(May 28, 1908–August 12, 1964): British author, newspaper columnist, and former British naval intelligence officer who invented the character of James Bond, Secret Agent 007. Fleming’s novels and short stories were modern fairy tales for adults: fantastic globe-trotting adventure stories about a British Secret Service agent with a license to kill. Loaded with sexual references, sadomasochistic violence, and edge-of-your-seat suspense, they captured the imagination of thrill-seeking readers around the world.
President John F. Kennedy was a big Fleming fan, as was author Raymond Chandler, who encouraged Fleming to continue his writing career even though his first books were not big sellers. Fleming based many of his novels on his experiences as a naval intelligence officer during World War II. It wasn’t until 1975, though, that Fleming was identified as a close associate of British spymaster Sir William Stephenson, whose Ultra network had broken the German diplomatic code in 1939. Through Ultra, Fleming was involved in some of the greatest espionage capers in military history.
In 1944, during a wartime trip to Jamaica, Fleming decided that he would make the island his postwar retreat. Before returning to London, he asked his good friend American millionaire Ivar Bryce to secure some Jamaican beach property for him. Bryce purchased a beachfront parcel near the deserted donkey track at Oracabessa, a fruit-trading center on Jamaica’s beautiful north shore. So was born the Caribbean vacation home Fleming dubbed GoldenEye.
Two years later, Fleming was hired by newspaper magnate Lord Kemsley to manage the foreign news section of a large group of English papers. He took the job on the condition that his contract include a two-month vacation each year. He would spend it at his little beach house in Jamaica—a routine that was to continue for the rest of his life.
For nearly six years, he toyed with the idea of writing during his tropical vacations. He even completed a few local color articles for Horizon magazine, but it was not until a few weeks before his 1952 marriage to Lady Anne Rothermere that Ian Fleming decided to write a novel in Jamaica. He took the name of his main character from the author of a book that graced his coffee table there: Birds of the West Indies by American ornithologist James Bond. Within six weeks, Casino Royale was completed, and Fleming was off to find a suitable publisher.
He approached venerable old Jonathan Cape, who had published several of his brother Peter Fleming’s travel books. Cape accepted the manuscript on the recommendation of several people, including Fleming’s good friend William Plomer, and scheduled the book for publication in England in the spring of 1953.
Between 1952 and his death in 1964, Fleming wrote twelve James Bond novels and two collections of short stories.
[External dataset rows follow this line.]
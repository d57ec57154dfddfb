//! Text generation trait and supporting types.

use async_trait::async_trait;
use serde::{Deserialize, Serialize};
use thiserror::Error;

/// Errors that can occur during text generation.
#[derive(Debug, Error)]
pub enum GenerationError {
    #[error("HTTP request failed: {0}")]
    HttpError(#[from] reqwest::Error),

    #[error("API error: {status} - {message}")]
    ApiError { status: u16, message: String },

    #[error("Invalid response format: {0}")]
    InvalidResponse(String),

    #[error("Rate limited, retry after {retry_after_secs:?} seconds")]
    RateLimited { retry_after_secs: Option<u64> },

    #[error("Authentication failed: {0}")]
    AuthenticationError(String),

    #[error("Provider not available: {0}")]
    Unavailable(String),
}

/// Result type for generation operations.
pub type GenerationResult<T> = Result<T, GenerationError>;

/// Request for a single prompt completion.
#[derive(Debug, Clone, Serialize, Deserialize)]
pub struct CompletionRequest {
    /// Full prompt text.
    pub prompt: String,

    /// Sampling temperature (0.0 to 2.0). `None` leaves the provider's
    /// own default in effect.
    #[serde(default, skip_serializing_if = "Option::is_none")]
    pub temperature: Option<f32>,

    /// Maximum tokens to generate.
    #[serde(default, skip_serializing_if = "Option::is_none")]
    pub max_tokens: Option<usize>,
}

impl CompletionRequest {
    pub fn new(prompt: impl Into<String>) -> Self {
        Self {
            prompt: prompt.into(),
            temperature: None,
            max_tokens: None,
        }
    }

    pub fn with_temperature(mut self, temperature: f32) -> Self {
        self.temperature = Some(temperature);
        self
    }

    pub fn with_max_tokens(mut self, max_tokens: usize) -> Self {
        self.max_tokens = Some(max_tokens);
        self
    }

}

/// Token usage statistics from a completion.
#[derive(Debug, Clone, Default, Serialize, Deserialize)]
pub struct TokenUsage {
    /// Number of tokens in the prompt.
    pub prompt_tokens: usize,

    /// Number of tokens in the completion.
    pub completion_tokens: usize,

    /// Total tokens used.
    pub total_tokens: usize,
}

/// Reason why a completion finished.
#[derive(Debug, Clone, Copy, PartialEq, Eq, Serialize, Deserialize)]
#[serde(rename_all = "snake_case")]
pub enum FinishReason {
    /// Natural end of generation.
    Stop,

    /// Hit the max_tokens limit.
    Length,

    /// Content was filtered for safety.
    ContentFilter,

    /// Unknown or provider-specific reason.
    #[serde(other)]
    Other,
}

/// Response from a completion request.
#[derive(Debug, Clone, Serialize, Deserialize)]
pub struct CompletionResponse {
    /// Generated text content, untrimmed.
    pub text: String,

    /// Token usage statistics.
    pub tokens_used: TokenUsage,

    /// Why generation finished.
    pub finish_reason: FinishReason,
}

/// Trait for text generation services (OpenAI completions, Ollama, etc.).
#[async_trait]
pub trait TextGenerator: Send + Sync {
    /// Returns the provider's name (e.g., "openai", "ollama").
    fn name(&self) -> &str;

    /// Returns the model identifier being used.
    fn model(&self) -> &str;

    /// Completes a prompt and returns the full response.
    async fn complete(&self, request: &CompletionRequest) -> GenerationResult<CompletionResponse>;
}

#[cfg(test)]
mod tests {
    use super::*;

    #[test]
    fn test_completion_request_builder() {
        let request = CompletionRequest::new("Explain")
            .with_temperature(0.5)
            .with_max_tokens(100);

        assert_eq!(request.prompt, "Explain");
        assert_eq!(request.temperature, Some(0.5));
        assert_eq!(request.max_tokens, Some(100));
    }

    #[test]
    fn test_completion_request_defaults() {
        let request: CompletionRequest = serde_json::from_str(r#"{"prompt": "hi"}"#).unwrap();
        assert!(request.temperature.is_none());
        assert!(request.max_tokens.is_none());
    }

    #[test]
    fn test_finish_reason_deserialization() {
        let stop: FinishReason = serde_json::from_str("\"stop\"").unwrap();
        assert_eq!(stop, FinishReason::Stop);

        let length: FinishReason = serde_json::from_str("\"length\"").unwrap();
        assert_eq!(length, FinishReason::Length);

        // Unknown reasons should map to Other
        let unknown: FinishReason = serde_json::from_str("\"something_else\"").unwrap();
        assert_eq!(unknown, FinishReason::Other);
    }

    #[test]
    fn test_token_usage_default() {
        let usage = TokenUsage::default();
        assert_eq!(usage.prompt_tokens, 0);
        assert_eq!(usage.completion_tokens, 0);
        assert_eq!(usage.total_tokens, 0);
    }
}
//! Application wiring and lifecycle.
//!
//! [`App`] turns [`Settings`] into concrete providers and services and
//! exposes the operations the CLI drives.

use std::path::Path;
use std::sync::Arc;

use anyhow::{bail, Context, Result};
use tracing::info;

use crate::config::{resolve_api_key, GenerationProvider, Settings};
use crate::domain::{Journalist, VectorRecord};
use crate::providers::embeddings::{EmbeddingProvider, PineconeEmbedder};
use crate::providers::generation::{OllamaGenerator, OpenAiCompletions, TextGenerator};
use crate::providers::index::{MemoryIndex, PineconeIndex, ServerlessIndexSpec, VectorIndex};
use crate::services::{OutputOrder, PressReleaseStore, RankingService, SeedReport, SeedService};
use crate::storage::{KeychainAccess, StorageLayer};

/// Hosted service whose API key can be stored in the keychain.
#[derive(Debug, Clone, Copy, PartialEq, Eq)]
pub enum KeyTarget {
    Pinecone,
    OpenAi,
}

/// Main application entry point.
pub struct App {
    settings: Settings,
    storage: Arc<StorageLayer>,
}

impl App {
    /// Opens the document store described by `settings`.
    pub async fn open(settings: Settings) -> Result<Self> {
        let db_path = settings.database_path()?;
        let storage = StorageLayer::new(&db_path)
            .await
            .with_context(|| format!("Failed to open database at {}", db_path.display()))?;

        Ok(Self::with_storage(settings, storage))
    }

    /// Uses an already opened storage layer.
    pub fn with_storage(settings: Settings, storage: StorageLayer) -> Self {
        Self {
            settings,
            storage: storage.into_arc(),
        }
    }

    pub fn settings(&self) -> &Settings {
        &self.settings
    }

    pub fn storage(&self) -> &StorageLayer {
        &self.storage
    }

    /// Ranks journalists for the press releases of one newsroom.
    pub async fn rank(
        &self,
        newsroom: &str,
        output_order: Option<OutputOrder>,
    ) -> Result<Vec<Journalist>> {
        let mut service = self.ranking_service().await?;
        if let Some(order) = output_order {
            service = service.with_output_order(order);
        }

        let journalists = service
            .rank_newsroom(self.storage.as_ref(), newsroom)
            .await?;
        Ok(journalists)
    }

    /// Distinct newsroom names in the document store.
    pub async fn newsrooms(&self) -> Result<Vec<String>> {
        Ok(self.storage.list_newsrooms().await?)
    }

    /// Loads seed files and indexes the articles.
    pub async fn seed(&self, articles: &Path, press_releases: &Path) -> Result<SeedReport> {
        let service = SeedService::new(
            self.storage.clone(),
            self.embedder().await?,
            self.index().await?,
        );
        let report = service.seed_from_files(articles, press_releases).await?;
        Ok(report)
    }

    /// Stores an API key in the OS keychain.
    pub async fn store_api_key(&self, target: KeyTarget, key: &str) -> Result<()> {
        let keychain_id = match target {
            KeyTarget::Pinecone => &self.settings.pinecone.api_key_keychain_id,
            KeyTarget::OpenAi => &self.settings.generation.api_key_keychain_id,
        };
        self.storage
            .keychain()
            .save_api_key(keychain_id, key)
            .await?;
        info!(?target, "Stored API key");
        Ok(())
    }

    /// Creates the configured serverless index and returns its host.
    pub async fn create_index(&self) -> Result<String> {
        let pinecone = &self.settings.pinecone;
        let api_key = self.pinecone_key().await?;
        let spec = ServerlessIndexSpec::new(&pinecone.index_name, pinecone.dimension);

        let host = PineconeIndex::create_serverless_at(&pinecone.control_url, &api_key, &spec)
            .await
            .with_context(|| format!("Failed to create index '{}'", pinecone.index_name))?;
        info!(index = %pinecone.index_name, %host, "Created index");
        Ok(host)
    }

    /// Builds the ranking pipeline from the current settings.
    pub async fn ranking_service(&self) -> Result<RankingService> {
        Ok(RankingService::new(
            self.embedder().await?,
            self.index().await?,
            self.generator().await?,
            self.settings.ranking_config(),
        ))
    }

    async fn pinecone_key(&self) -> Result<String> {
        let pinecone = &self.settings.pinecone;
        resolve_api_key(
            &pinecone.api_key_env,
            self.storage.keychain(),
            &pinecone.api_key_keychain_id,
        )
        .await?
        .with_context(|| {
            format!(
                "No Pinecone API key: set {} or run `keys set pinecone`",
                pinecone.api_key_env
            )
        })
    }

    async fn embedder(&self) -> Result<Arc<dyn EmbeddingProvider>> {
        let pinecone = &self.settings.pinecone;
        Ok(Arc::new(PineconeEmbedder::with_base_url(
            &pinecone.control_url,
            self.pinecone_key().await?,
            &pinecone.embedding_model,
        )))
    }

    /// Hosted index when a host is configured, otherwise an in-process index
    /// rebuilt from the embeddings stored with each article.
    async fn index(&self) -> Result<Arc<dyn VectorIndex>> {
        let pinecone = &self.settings.pinecone;
        if let Some(host) = &pinecone.index_host {
            let mut index = PineconeIndex::new(host, self.pinecone_key().await?)?;
            if let Some(namespace) = &pinecone.namespace {
                index = index.with_namespace(namespace);
            }
            return Ok(Arc::new(index));
        }

        let records: Vec<VectorRecord> = self
            .storage
            .list_articles()
            .await?
            .into_iter()
            .filter_map(|article| {
                let metadata = article.index_metadata();
                article.embedding.map(|values| VectorRecord {
                    id: article.id.to_string(),
                    values,
                    metadata,
                })
            })
            .collect();

        let index = MemoryIndex::new();
        index.upsert(&records).await?;
        info!(records = records.len(), "Loaded in-process index");
        Ok(Arc::new(index))
    }

    async fn generator(&self) -> Result<Arc<dyn TextGenerator>> {
        let generation = &self.settings.generation;
        let base_url = generation.effective_base_url();

        match generation.provider {
            GenerationProvider::Ollama => Ok(Arc::new(OllamaGenerator::with_url(
                base_url,
                &generation.model,
            ))),
            GenerationProvider::OpenAi => {
                let api_key = resolve_api_key(
                    &generation.api_key_env,
                    self.storage.keychain(),
                    &generation.api_key_keychain_id,
                )
                .await?;
                if api_key.is_none() && generation.base_url.is_none() {
                    bail!(
                        "No OpenAI API key: set {} or run `keys set openai`",
                        generation.api_key_env
                    );
                }
                Ok(Arc::new(OpenAiCompletions::custom(
                    base_url,
                    api_key,
                    &generation.model,
                )))
            }
        }
    }
}

impl KeyTarget {
    /// Keychain service name used in the default keychain ids.
    pub fn service(&self) -> &'static str {
        match self {
            KeyTarget::Pinecone => "pinecone",
            KeyTarget::OpenAi => "openai",
        }
    }

    pub fn default_keychain_id(&self) -> String {
        KeychainAccess::api_key_id(self.service())
    }
}
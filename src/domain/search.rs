//! Nearest-neighbor match types.
//!
//! Index records written before the current metadata schema may lack a
//! journalist email or carry it with the wrong JSON type, so every
//! metadata field is optional and non-string values decode as `None`.

use serde::{Deserialize, Deserializer, Serialize};

use super::EmbeddingVector;

/// Metadata stored alongside each article vector in the index.
#[derive(Debug, Clone, Default, PartialEq, Serialize, Deserialize)]
pub struct MatchMetadata {
    /// Identifier of the source article.
    #[serde(
        rename = "_id",
        default,
        deserialize_with = "string_or_none",
        skip_serializing_if = "Option::is_none"
    )]
    pub article_id: Option<String>,
    /// Email of the journalist who wrote the article.
    #[serde(
        default,
        deserialize_with = "string_or_none",
        skip_serializing_if = "Option::is_none"
    )]
    pub journalist_email: Option<String>,
    #[serde(
        default,
        deserialize_with = "string_or_none",
        skip_serializing_if = "Option::is_none"
    )]
    pub headline: Option<String>,
    #[serde(
        default,
        deserialize_with = "string_or_none",
        skip_serializing_if = "Option::is_none"
    )]
    pub outlet_name: Option<String>,
    #[serde(
        default,
        deserialize_with = "string_or_none",
        skip_serializing_if = "Option::is_none"
    )]
    pub text: Option<String>,
}

impl MatchMetadata {
    /// Creates metadata carrying only a journalist email.
    pub fn for_journalist(email: impl Into<String>) -> Self {
        Self {
            journalist_email: Some(email.into()),
            ..Default::default()
        }
    }
}

/// A single scored match returned by a nearest-neighbor query.
#[derive(Debug, Clone, PartialEq, Serialize, Deserialize)]
pub struct SearchMatch {
    /// Identifier of the matched vector.
    pub id: String,
    /// Similarity to the query vector, when the index reported one.
    #[serde(default)]
    pub score: Option<f64>,
    /// Attached metadata, when requested and present.
    #[serde(default)]
    pub metadata: Option<MatchMetadata>,
}

impl SearchMatch {
    /// Creates a match with a score and a journalist email.
    pub fn new(id: impl Into<String>, score: f64, journalist_email: impl Into<String>) -> Self {
        Self {
            id: id.into(),
            score: Some(score),
            metadata: Some(MatchMetadata::for_journalist(journalist_email)),
        }
    }

    /// Returns the journalist email, if the metadata carries one.
    pub fn journalist_email(&self) -> Option<&str> {
        self.metadata
            .as_ref()
            .and_then(|m| m.journalist_email.as_deref())
    }
}

/// A vector with metadata, as written to the index.
#[derive(Debug, Clone, PartialEq, Serialize, Deserialize)]
pub struct VectorRecord {
    pub id: String,
    pub values: EmbeddingVector,
    pub metadata: MatchMetadata,
}

fn string_or_none<'de, D>(deserializer: D) -> Result<Option<String>, D::Error>
where
    D: Deserializer<'de>,
{
    let value = Option::<serde_json::Value>::deserialize(deserializer)?;
    Ok(match value {
        Some(serde_json::Value::String(s)) => Some(s),
        _ => None,
    })
}

#[cfg(test)]
mod tests {
    use super::*;

    #[test]
    fn metadata_ignores_non_string_email() {
        let json = r#"{"journalist_email": 42, "headline": "H"}"#;
        let metadata: MatchMetadata = serde_json::from_str(json).unwrap();

        assert!(metadata.journalist_email.is_none());
        assert_eq!(metadata.headline.as_deref(), Some("H"));
    }

    #[test]
    fn match_without_score_or_metadata() {
        let json = r#"{"id": "a-1"}"#;
        let m: SearchMatch = serde_json::from_str(json).unwrap();

        assert!(m.score.is_none());
        assert!(m.journalist_email().is_none());
    }

    #[test]
    fn match_constructor_sets_email() {
        let m = SearchMatch::new("a-1", 0.9, "j@x.com");
        assert_eq!(m.journalist_email(), Some("j@x.com"));
        assert_eq!(m.score, Some(0.9));
    }

    #[test]
    fn metadata_serializes_article_id_as_underscore_id() {
        let metadata = MatchMetadata {
            article_id: Some("a-1".to_string()),
            ..Default::default()
        };
        let json = serde_json::to_string(&metadata).unwrap();
        assert_eq!(json, r#"{"_id":"a-1"}"#);
    }
}
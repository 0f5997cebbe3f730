//! Pure grouping functions over row sequences
//!
//! Every function accepts any iterator of records so the same code serves the
//! full store and filtered views. Empty input yields empty maps.

use std::collections::BTreeMap;

use crate::record::{Field, TripRecord};

/// Count rows per key. Rows whose key is `None` are skipped.
pub fn count_by<'r, I, K, F>(rows: I, key: F) -> BTreeMap<K, usize>
where
    I: IntoIterator<Item = &'r TripRecord>,
    K: Ord,
    F: Fn(&TripRecord) -> Option<K>,
{
    let mut counts = BTreeMap::new();
    for record in rows {
        if let Some(k) = key(record) {
            *counts.entry(k).or_insert(0) += 1;
        }
    }
    counts
}

/// Count rows per pair of keys
pub fn count_by2<'r, I, K1, K2, F1, F2>(rows: I, key1: F1, key2: F2) -> BTreeMap<(K1, K2), usize>
where
    I: IntoIterator<Item = &'r TripRecord>,
    K1: Ord,
    K2: Ord,
    F1: Fn(&TripRecord) -> Option<K1>,
    F2: Fn(&TripRecord) -> Option<K2>,
{
    count_by(rows, |record| Some((key1(record)?, key2(record)?)))
}

/// Sum a value per key
pub fn sum_by<'r, I, K, F, V>(rows: I, key: F, value: V) -> BTreeMap<K, f64>
where
    I: IntoIterator<Item = &'r TripRecord>,
    K: Ord,
    F: Fn(&TripRecord) -> Option<K>,
    V: Fn(&TripRecord) -> f64,
{
    let mut sums = BTreeMap::new();
    for record in rows {
        if let Some(k) = key(record) {
            *sums.entry(k).or_insert(0.0) += value(record);
        }
    }
    sums
}

/// Row counts per integer value of a field
pub fn count_by_field<'r, I>(rows: I, field: Field) -> BTreeMap<i64, usize>
where
    I: IntoIterator<Item = &'r TripRecord>,
{
    count_by(rows, |record| record.discrete(field))
}

/// Largest finite value of a field, `None` for empty input
pub fn max_value<'r, I>(rows: I, field: Field) -> Option<f64>
where
    I: IntoIterator<Item = &'r TripRecord>,
{
    rows.into_iter()
        .filter_map(|record| record.value(field))
        .filter(|v| v.is_finite())
        .fold(None, |acc: Option<f64>, v| Some(acc.map_or(v, |m| m.max(v))))
}

/// Largest count in a grouping, zero when empty
pub fn max_count<K>(counts: &BTreeMap<K, usize>) -> usize {
    counts.values().copied().max().unwrap_or(0)
}

#[cfg(test)]
mod tests {
    use super::*;
    use crate::record::tests::row;
    use crate::record::{CategoryLabels, RecordStore};

    fn day_store() -> RecordStore {
        let days = [0, 0, 1, 1, 1, 2, 3, 3, 3, 3];
        RecordStore::new(days.iter().map(|&d| row(d, 12)).collect(), &CategoryLabels::default())
    }

    #[test]
    fn test_count_by_day() {
        let store = day_store();
        let counts = count_by_field(store.records(), Field::DayOfWeek);

        let expected: BTreeMap<i64, usize> = [(0, 2), (1, 3), (2, 1), (3, 4)].into_iter().collect();
        assert_eq!(counts, expected);
        assert_eq!(max_count(&counts), 4);
    }

    #[test]
    fn test_count_by_two_keys() {
        let rows = vec![row(1, 8), row(1, 8), row(1, 9), row(2, 8)];
        let store = RecordStore::new(rows, &CategoryLabels::default());

        let grid = count_by2(
            store.records(),
            |r| Some(r.day_of_week()),
            |r| Some(r.hour()),
        );

        assert_eq!(grid.get(&(1, 8)), Some(&2));
        assert_eq!(grid.get(&(1, 9)), Some(&1));
        assert_eq!(grid.get(&(2, 8)), Some(&1));
        assert_eq!(grid.len(), 3);
    }

    #[test]
    fn test_sum_by_label() {
        let store = day_store();
        let tips = sum_by(store.records(), |r| Some(r.payment_label().to_string()), |r| r.tip());

        assert_eq!(tips.get("Credit card"), Some(&5.0));
    }

    #[test]
    fn test_empty_input() {
        let empty: Vec<TripRecord> = Vec::new();

        assert!(count_by_field(&empty, Field::Hour).is_empty());
        assert_eq!(max_value(&empty, Field::Distance), None);
        assert_eq!(max_count(&BTreeMap::<i64, usize>::new()), 0);
    }
}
In order of their publication dates, they were: Casino Royale (1953); Live and Let Die (1954); Moonraker (1955); Diamonds Are Forever (1956); From Russia with Love (1957); Dr. No (1958); Goldfinger (1959); For Your Eyes Only (short stories, 1960); Thunderball (1961), based on a screen treatment by Fleming, Kevin McClory and Jack Whittingham; The Spy Who Loved Me (1962); On Her Majesty’s Secret Service (1963); You Only Live Twice (1964); The Man with the Golden Gun (1965); and Octopussy/The Living Daylights (short stories, 1966).
In 1961, producers Albert R. Broccoli and Harry Saltzman acquired film rights to all of Fleming’s novels and short stories except two: Casino Royale, which had been previously sold to actor Gregory Ratoff in 1956 (Ratoff later sold the rights to agent turned producer Charles K. Feldman, who adapted it into a 007 spoof in 1967), and Thunderball, the rights of which were won by producer Kevin McClory in a copyright infringement suit (McClory joined forces with Broccoli and Saltzman to produce Thunderball in 1965). Fleming’s James Bond character continued in literature after his death, first in Colonel Sun by Kingsley Amis (1968), and then in many subsequent books by authors such as John Gardner and Ray Benson.
Over the years Broccoli and Saltzman and their successors at Eon Productions adapted all available Fleming titles—including Casino Royale, having finally obtained the rights in 1999. (In 2013, Eon secured the rights to Thunderball as well.) Subsequently, the producers have chosen, with the permission of the Fleming estate, to invent their own stories rather than dramatize any of the non-Fleming Bond titles. With a bit of luck, we should see James Bond movies into the twenty-third century.